Appliquée au budget d'une DSI, cette analogie conduit à bâtir un modèle de gestion qui distingue les postes de coûts nécessaires pour satisfaire les engagements récurrents et prédictibles (le '"ruban") comme les frais de personnel et de structures, les télécommunications, la maintenance..., des postes de coûts liés à des activités et actifs nécessaires pour s'adapter aux aléas ou fournir des réponses à des demandes non récurrentes (la "dentelle") comme les projets applicatifs ou d'infrastructure, les achats de logiciels ou encore la maintenance évolutive, etc.
 
Ce modèle permet de représenter le budget d'une DSI comme un portefeuille d'actifs pour lesquels il est possible d'identifier des facteurs de risque (déséquilibre entre récurrent/ non récurrent, corrélations entre investissement/ poids du récurrents ...) et des éléments d'alerte (manque de synchronisation entre trajectoire financière des applicatifs et des infrastructures, faible maîtrise du décommissionnement des applicatifs et des infrastructures...).

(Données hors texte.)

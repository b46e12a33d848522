//! Core error types for the Confetti parser.
//!
//! Parsing stops at the first error. Every error carries a stable
//! [`ErrorCode`], the byte offset at which the problem was detected, and a
//! short human-readable description.

use thiserror::Error;

/// Maximum length, in bytes, of an error description.
///
/// The C API this library is wire-compatible with stores descriptions in a
/// fixed 48-byte buffer; every message produced here fits within it.
pub const MAX_DESCRIPTION_LEN: usize = 48;

/// Stable error classification.
///
/// `NO_ERROR` from the C enumeration has no variant: success is the `Ok`
/// arm of [`Result`].
#[derive(Clone, Copy, Debug, PartialEq, Eq, Hash)]
pub enum ErrorCode {
    /// A memory allocation failed. Retained for parity with the stable
    /// error set; the default Rust allocator aborts instead of reporting.
    OutOfMemory,
    /// The source text violates the Confetti grammar.
    BadSyntax,
    /// The source text is not valid UTF-8.
    IllegalByteSequence,
    /// The caller-supplied configuration is unusable.
    InvalidOperation,
    /// Directive nesting exceeded the configured maximum depth.
    MaxDepthExceeded,
    /// A walk callback requested cancellation.
    UserAborted,
}

impl std::fmt::Display for ErrorCode {
    fn fmt(&self, f: &mut std::fmt::Formatter<'_>) -> std::fmt::Result {
        let name = match self {
            ErrorCode::OutOfMemory => "out of memory",
            ErrorCode::BadSyntax => "bad syntax",
            ErrorCode::IllegalByteSequence => "illegal byte sequence",
            ErrorCode::InvalidOperation => "invalid operation",
            ErrorCode::MaxDepthExceeded => "max depth exceeded",
            ErrorCode::UserAborted => "user aborted",
        };
        write!(f, "{name}")
    }
}

/// A parse failure.
///
/// # Examples
///
/// ```
/// use confetti_util::{Error, ErrorCode};
///
/// let err = Error::bad_syntax(12, "unclosed quoted");
/// assert_eq!(err.code, ErrorCode::BadSyntax);
/// assert_eq!(err.offset, 12);
/// assert_eq!(err.to_string(), "unclosed quoted at byte offset 12");
/// ```
#[derive(Clone, Debug, PartialEq, Eq, Error)]
#[error("{message} at byte offset {offset}")]
pub struct Error {
    /// Stable error classification.
    pub code: ErrorCode,
    /// Byte offset into the source at which the error was detected.
    pub offset: usize,
    /// Human-readable description, at most [`MAX_DESCRIPTION_LEN`] bytes.
    pub message: String,
}

impl Error {
    /// Creates a new error.
    pub fn new(code: ErrorCode, offset: usize, message: impl Into<String>) -> Self {
        let message = message.into();
        debug_assert!(message.len() <= MAX_DESCRIPTION_LEN);
        Self {
            code,
            offset,
            message,
        }
    }

    /// A grammar violation at the given offset.
    pub fn bad_syntax(offset: usize, message: impl Into<String>) -> Self {
        Self::new(ErrorCode::BadSyntax, offset, message)
    }

    /// Malformed UTF-8 at the given offset.
    pub fn illegal_byte_sequence(offset: usize) -> Self {
        Self::new(ErrorCode::IllegalByteSequence, offset, "malformed UTF-8")
    }

    /// Unusable caller-supplied configuration.
    pub fn invalid_operation(offset: usize, message: impl Into<String>) -> Self {
        Self::new(ErrorCode::InvalidOperation, offset, message)
    }

    /// Nesting depth overflow at the given offset.
    pub fn max_depth_exceeded(offset: usize) -> Self {
        Self::new(
            ErrorCode::MaxDepthExceeded,
            offset,
            "maximum nesting depth exceeded",
        )
    }

    /// Cancellation requested by a walk callback.
    pub fn user_aborted(offset: usize) -> Self {
        Self::new(ErrorCode::UserAborted, offset, "user aborted")
    }
}

/// Result type alias for parse operations.
pub type Result<T> = std::result::Result<T, Error>;

#[cfg(test)]
mod tests {
    use super::*;

    #[test]
    fn test_error_display() {
        let err = Error::bad_syntax(7, "unexpected ';'");
        assert_eq!(err.to_string(), "unexpected ';' at byte offset 7");
    }

    #[test]
    fn test_error_code_display() {
        assert_eq!(ErrorCode::BadSyntax.to_string(), "bad syntax");
        assert_eq!(
            ErrorCode::IllegalByteSequence.to_string(),
            "illegal byte sequence"
        );
    }

    #[test]
    fn test_constructors() {
        assert_eq!(
            Error::illegal_byte_sequence(3),
            Error::new(ErrorCode::IllegalByteSequence, 3, "malformed UTF-8")
        );
        assert_eq!(
            Error::max_depth_exceeded(0).message,
            "maximum nesting depth exceeded"
        );
        assert_eq!(Error::user_aborted(9).code, ErrorCode::UserAborted);
    }

    #[test]
    fn test_descriptions_fit_fixed_buffer() {
        for err in [
            Error::illegal_byte_sequence(0),
            Error::max_depth_exceeded(0),
            Error::user_aborted(0),
            Error::bad_syntax(0, "found '}' without matching '{'"),
            Error::invalid_operation(0, "illegal punctuator argument character"),
            Error::new(
                ErrorCode::IllegalByteSequence,
                0,
                "punctuator argument with malformed UTF-8",
            ),
        ] {
            assert!(err.message.len() <= MAX_DESCRIPTION_LEN);
        }
    }
}
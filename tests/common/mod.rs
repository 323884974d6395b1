//! Scripted JT2302 board for driving the sequencer in virtual time.
#![allow(dead_code)]

use anyhow::{anyhow, Result};
use parking_lot::Mutex;
use std::{sync::Arc, time::Duration};

use powerqa::{
    core::{
        clock::{Clock, ManualClock},
        settings::Calibration,
    },
    protocol::{Transport, TransportFault},
};

/// Board outputs the model sees when a frame is requested.
#[derive(Debug, Clone, Default)]
pub struct BoardState {
    pub duty: f64,
    pub battery_on: bool,
    pub dcdc_on: bool,
    /// Virtual time the DCDC was switched on
    pub dcdc_since: Option<Duration>,
    pub charge_on: bool,
    pub load_alarm: bool,
    pub temp_alarm: bool,
    pub preheat: bool,
    pub now: Duration,
}

impl BoardState {
    pub fn dcdc_running_for(&self) -> Duration {
        self.dcdc_since
            .map(|since| self.now.saturating_sub(since))
            .unwrap_or_default()
    }
}

/// Channel volts in frame order: rail 15V, rail 5V, load, DCDC, battery,
/// cap filter, PWM, step-up, current. `None` leaves the request unanswered.
pub type BoardModel = Box<dyn Fn(&BoardState) -> Option<[f64; 9]> + Send>;

/// Raw ADC codes that decode back to `volts` under `calibration`.
pub fn codes_for_volts(volts: [f64; 9], calibration: &Calibration) -> [u32; 9] {
    let ratios = [
        calibration.general.ratio(),
        calibration.general.ratio(),
        calibration.general.ratio(),
        calibration.dcdc.ratio(),
        calibration.battery.ratio(),
        calibration.cap_filter.ratio(),
        calibration.pwm.ratio(),
        calibration.battery.ratio(),
        calibration.load.ratio(),
    ];
    let vpc = calibration.volts_per_code();
    let mut codes = [0u32; 9];
    for ((code, v), ratio) in codes.iter_mut().zip(volts).zip(ratios) {
        *code = (v / (vpc * ratio)).round().clamp(0.0, 99_999.0) as u32;
    }
    codes
}

pub fn frame_line(volts: [f64; 9], calibration: &Calibration) -> String {
    let fields: Vec<String> = codes_for_volts(volts, calibration)
        .iter()
        .map(|code| format!("{code:05}"))
        .collect();
    format!("#{}#\r\n", fields.join(","))
}

/// Battery sense while the PWM converter stands in for the battery.
pub fn sweep_battery(duty: f64, preheat: bool) -> f64 {
    let volts = 23.2 + (duty - 64.0) * 0.5;
    if preheat {
        volts - 2.0
    } else {
        volts
    }
}

/// A board that passes every check.
///
/// Rail 5V needs 16 s after `LIGDC` to come up. During the sweeps the rails
/// collapse with the converter output: rail 5V below 23.25 V, rail 15V below
/// 22.75 V. With `ACLOAD` active the load disconnects just below 20 V.
pub fn healthy(state: &BoardState) -> Option<[f64; 9]> {
    let sweeping = !state.battery_on && !state.dcdc_on && state.duty > 0.0;
    let supply = if state.dcdc_on {
        28.0
    } else if sweeping {
        sweep_battery(state.duty, state.preheat)
    } else {
        24.0
    };

    let (rail_15v, rail_5v) = if state.dcdc_on {
        if state.dcdc_running_for() >= Duration::from_secs(16) {
            (15.0, 5.0)
        } else {
            (2.0, 0.5)
        }
    } else {
        (
            if supply < 22.75 { 14.0 } else { 15.0 },
            if supply < 23.25 { 4.5 } else { 5.0 },
        )
    };

    let load = if state.temp_alarm || (state.load_alarm && supply < 19.97) {
        0.0
    } else if state.dcdc_on {
        23.0
    } else {
        supply
    };
    let dcdc = if state.dcdc_on { 24.0 } else { 0.0 };
    let cap_filter = if state.charge_on && state.dcdc_on { 13.0 } else { 0.0 };
    let step_up = if state.dcdc_on { 30.0 } else { supply };

    Some([rail_15v, rail_5v, load, dcdc, supply, cap_filter, 3.0, step_up, 1.0])
}

/// Shared view of what the board received.
#[derive(Debug, Clone, Default)]
pub struct Wire {
    written: Arc<Mutex<Vec<String>>>,
}

impl Wire {
    /// Every command written so far, terminator stripped.
    pub fn commands(&self) -> Vec<String> {
        self.written.lock().clone()
    }

    pub fn count(&self, command: &str) -> usize {
        self.written.lock().iter().filter(|c| *c == command).count()
    }

    pub fn position(&self, command: &str) -> Option<usize> {
        self.written.lock().iter().position(|c| c == command)
    }

    pub fn last(&self) -> Option<String> {
        self.written.lock().last().cloned()
    }
}

pub struct MockBoard {
    clock: Arc<ManualClock>,
    calibration: Calibration,
    model: BoardModel,
    state: BoardState,
    input: Vec<u8>,
    timeout: Duration,
    wire: Wire,
    writes: usize,
    fail_after: Option<usize>,
    fail_once_on: Option<String>,
    serial_reply: bool,
}

impl MockBoard {
    pub fn new(clock: Arc<ManualClock>, model: BoardModel) -> Self {
        Self {
            clock,
            calibration: Calibration::default(),
            model,
            state: BoardState::default(),
            input: Vec::new(),
            timeout: Duration::from_secs(2),
            wire: Wire::default(),
            writes: 0,
            fail_after: None,
            fail_once_on: None,
            serial_reply: true,
        }
    }

    pub fn healthy(clock: Arc<ManualClock>) -> Self {
        Self::new(clock, Box::new(healthy))
    }

    /// Report a transport fault on every call after `writes` writes.
    pub fn fail_after(mut self, writes: usize) -> Self {
        self.fail_after = Some(writes);
        self
    }

    /// Reject the first write of `command` with an ordinary I/O error.
    pub fn fail_once_on(mut self, command: &str) -> Self {
        self.fail_once_on = Some(command.to_string());
        self
    }

    /// Never confirm `$cSerialNumber`.
    pub fn without_serial_reply(mut self) -> Self {
        self.serial_reply = false;
        self
    }

    pub fn wire(&self) -> Wire {
        self.wire.clone()
    }

    fn check_fault(&self) -> Result<()> {
        match self.fail_after {
            Some(limit) if self.writes > limit => {
                Err(anyhow!(TransportFault::new("mock", "device removed")))
            }
            _ => Ok(()),
        }
    }

    fn reply(&mut self, text: &str) {
        self.input.extend_from_slice(text.as_bytes());
    }

    fn handle(&mut self, command: &str) {
        self.state.now = self.clock.now();
        if let Some(duty) = command.strip_prefix("FR1D") {
            if let Ok(duty) = duty.parse() {
                self.state.duty = duty;
            }
            self.reply("ACKOK\r\n");
            return;
        }
        if command.starts_with("$cTime,") {
            self.reply("$ok,rtc\r\n");
            return;
        }
        if command.starts_with("$cSerialNumber,") {
            if self.serial_reply {
                self.reply("$OK,serialNumber\r\n");
            }
            return;
        }

        match command {
            "AQADC" => {
                if let Some(volts) = (self.model)(&self.state) {
                    let line = frame_line(volts, &self.calibration);
                    self.reply(&line);
                }
                return;
            }
            "$startTest" => {
                self.reply("$ok,startTest,rak,ok,inc,ok,adc,ok\r\n");
                return;
            }
            "LIGBT" => self.state.battery_on = true,
            "DESBT" => self.state.battery_on = false,
            "LIGDC" => {
                if !self.state.dcdc_on {
                    self.state.dcdc_since = Some(self.state.now);
                }
                self.state.dcdc_on = true;
            }
            "DESDC" => {
                self.state.dcdc_on = false;
                self.state.dcdc_since = None;
            }
            "LIGCB" => self.state.charge_on = true,
            "DESCB" => self.state.charge_on = false,
            "ACLOAD" => self.state.load_alarm = true,
            "DGLOAD" => self.state.load_alarm = false,
            "ACTP1" | "ACTP2" => self.state.temp_alarm = true,
            "ACTPA" => self.state.temp_alarm = false,
            "ENPTH" => self.state.preheat = true,
            "DGPTH" => self.state.preheat = false,
            _ => {}
        }
        self.reply("ACKOK\r\n");
    }
}

impl Transport for MockBoard {
    fn write(&mut self, bytes: &[u8]) -> Result<()> {
        self.writes += 1;
        self.check_fault()?;

        let command = String::from_utf8_lossy(bytes).trim_end_matches('\r').to_string();
        if self.fail_once_on.as_deref() == Some(command.as_str()) {
            self.fail_once_on = None;
            return Err(anyhow!("write of {command} timed out"));
        }
        self.wire.written.lock().push(command.clone());
        self.handle(&command);
        Ok(())
    }

    fn poll(&mut self, buf: &mut Vec<u8>) -> Result<usize> {
        self.check_fault()?;
        let n = self.input.len();
        buf.append(&mut self.input);
        Ok(n)
    }

    fn clear_input(&mut self) -> Result<()> {
        self.check_fault()?;
        self.input.clear();
        Ok(())
    }

    fn read_line(&mut self) -> Result<Vec<u8>> {
        self.check_fault()?;
        match self.input.iter().position(|b| *b == b'\n') {
            Some(end) => Ok(self.input.drain(..=end).collect()),
            None => {
                self.clock.sleep(self.timeout);
                Ok(std::mem::take(&mut self.input))
            }
        }
    }

    fn set_timeout(&mut self, timeout: Duration) -> Result<()> {
        self.check_fault()?;
        self.timeout = timeout;
        Ok(())
    }

    fn timeout(&self) -> Duration {
        self.timeout
    }
}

Vers un nouveau dialogue DSI/ Direction métier
La mise en place d'un tel modèle apporte également des bénéfices :
- en termes de lisibilité : la communication porte sur un nombre limité d'agrégats (à titre d'exemples : projet, maintenance, licence, postes de travail, infrastructures mutualisées, main d'œuvre interne DSI)

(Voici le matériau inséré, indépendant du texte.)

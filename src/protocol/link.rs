use anyhow::Result;
use std::{sync::Arc, time::Duration};

use super::{
    ack::{AckChannel, AckOutcome},
    command::Command,
    decode_text,
    telemetry::{TelemetryDecoder, TelemetryFrame},
    transport::Transport,
};
use crate::core::{
    clock::Clock,
    settings::{Calibration, Timings},
};

/// Initialisation burst that puts the board in a known idle state.
pub const INIT_SEQUENCE: [Command; 5] = [
    Command::DcdcOff,
    Command::BatteryOff,
    Command::SetDuty(0.0),
    Command::ChargeOff,
    Command::LoadReturn,
];

/// Pause after the initialisation burst.
pub const INIT_SETTLE: Duration = Duration::from_secs(1);

/// Everything one run needs to talk to the board.
///
/// Owns the transport for the whole run; the ack and telemetry helpers
/// borrow it per call.
pub struct BoardLink {
    transport: Box<dyn Transport>,
    clock: Arc<dyn Clock>,
    calibration: Calibration,
    timings: Timings,
}

impl BoardLink {
    pub fn new(
        transport: Box<dyn Transport>,
        clock: Arc<dyn Clock>,
        calibration: Calibration,
        timings: Timings,
    ) -> Self {
        Self {
            transport,
            clock,
            calibration,
            timings,
        }
    }

    pub fn timings(&self) -> &Timings {
        &self.timings
    }

    pub fn ack(&mut self) -> AckChannel<'_> {
        AckChannel::new(self.transport.as_mut(), self.clock.as_ref())
            .with_poll(self.timings.ack_poll())
    }

    pub fn telemetry(&mut self) -> TelemetryDecoder<'_> {
        TelemetryDecoder::new(
            self.transport.as_mut(),
            self.clock.as_ref(),
            &self.calibration,
            self.timings.telemetry_settle(),
        )
    }

    /// Send a command and wait for `ACKOK` within the configured timeout.
    pub fn send(&mut self, command: Command) -> Result<AckOutcome> {
        log::debug!("-> {command}");
        let timeout = self.timings.ack_timeout();
        self.ack().send_and_await_ack(&command.encode(), timeout)
    }

    /// Write a command without waiting for any reply.
    pub fn write(&mut self, command: &Command) -> Result<()> {
        log::debug!("-> {command} (no ack)");
        self.transport.write(&command.encode())
    }

    pub fn read_frame(&mut self) -> Result<Option<TelemetryFrame>> {
        self.telemetry().read_frame()
    }

    pub fn read_frame_now(&mut self) -> Result<Option<TelemetryFrame>> {
        self.telemetry().read_frame_now()
    }

    pub fn clear_input(&mut self) -> Result<()> {
        self.transport.clear_input()
    }

    /// Read one response line as text, invalid bytes dropped.
    pub fn read_line(&mut self) -> Result<String> {
        let line = self.transport.read_line()?;
        let text = decode_text(&line);
        log::debug!("<- {:?}", text.trim());
        Ok(text)
    }

    /// Line-read timeout currently in effect on the transport.
    pub fn line_timeout(&self) -> Duration {
        self.transport.timeout()
    }

    pub fn set_line_timeout(&mut self, timeout: Duration) -> Result<()> {
        self.transport.set_timeout(timeout)
    }

    pub fn sleep(&self, duration: Duration) {
        self.clock.sleep(duration);
    }

    pub fn now(&self) -> Duration {
        self.clock.now()
    }

    pub fn unix_seconds(&self) -> i64 {
        self.clock.unix_seconds()
    }

    /// Drive the board to idle: DCDC, battery, duty, charger and load off.
    ///
    /// Acknowledgments are not checked; a board that ignores one of these
    /// still gets the settle delay.
    pub fn initialize(&mut self) -> Result<()> {
        log::info!("Initialising board");
        for command in INIT_SEQUENCE {
            self.send(command)?;
        }
        self.sleep(INIT_SETTLE);
        Ok(())
    }
}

- en termes de qualité du dialogue budgétaire entre la DSI et les directions métier : en basant le dialogue budgétaire sur un nombre volontairement limité d'agrégats, les métiers sont responsabilisés sur leur usage de ces agrégats par rapport à la consommation qu'ils en font. La DSI peut alors animer un dialogue budgétaire basé sur des arbitrages réguliers entre ou au sein des agrégats SI retenus.

Plus globalement, ce modèle peut également servir de cadre pour la mise en oeuvre d'actions d'optimisation, car moins un actif SI présente un caractère récurrent, plus il peut être contraint (gain).